//! Common test utilities and helpers
//!
//! - Mock routes API backed by wiremock
//! - Fixtures for places, routes and users

#![allow(dead_code)]

pub mod fixtures;
pub mod mock_server;

// Re-export commonly used utilities
pub use fixtures::*;
pub use mock_server::*;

# # # #

EXERCISE: Write out exactly the lines from the one with "pub mod mock_server;" through the end of the records above, both ends included, and leave out all other lines.

REPLY:
pub mod mock_server;

// Re-export commonly used utilities
pub use fixtures::*;
pub use mock_server::*;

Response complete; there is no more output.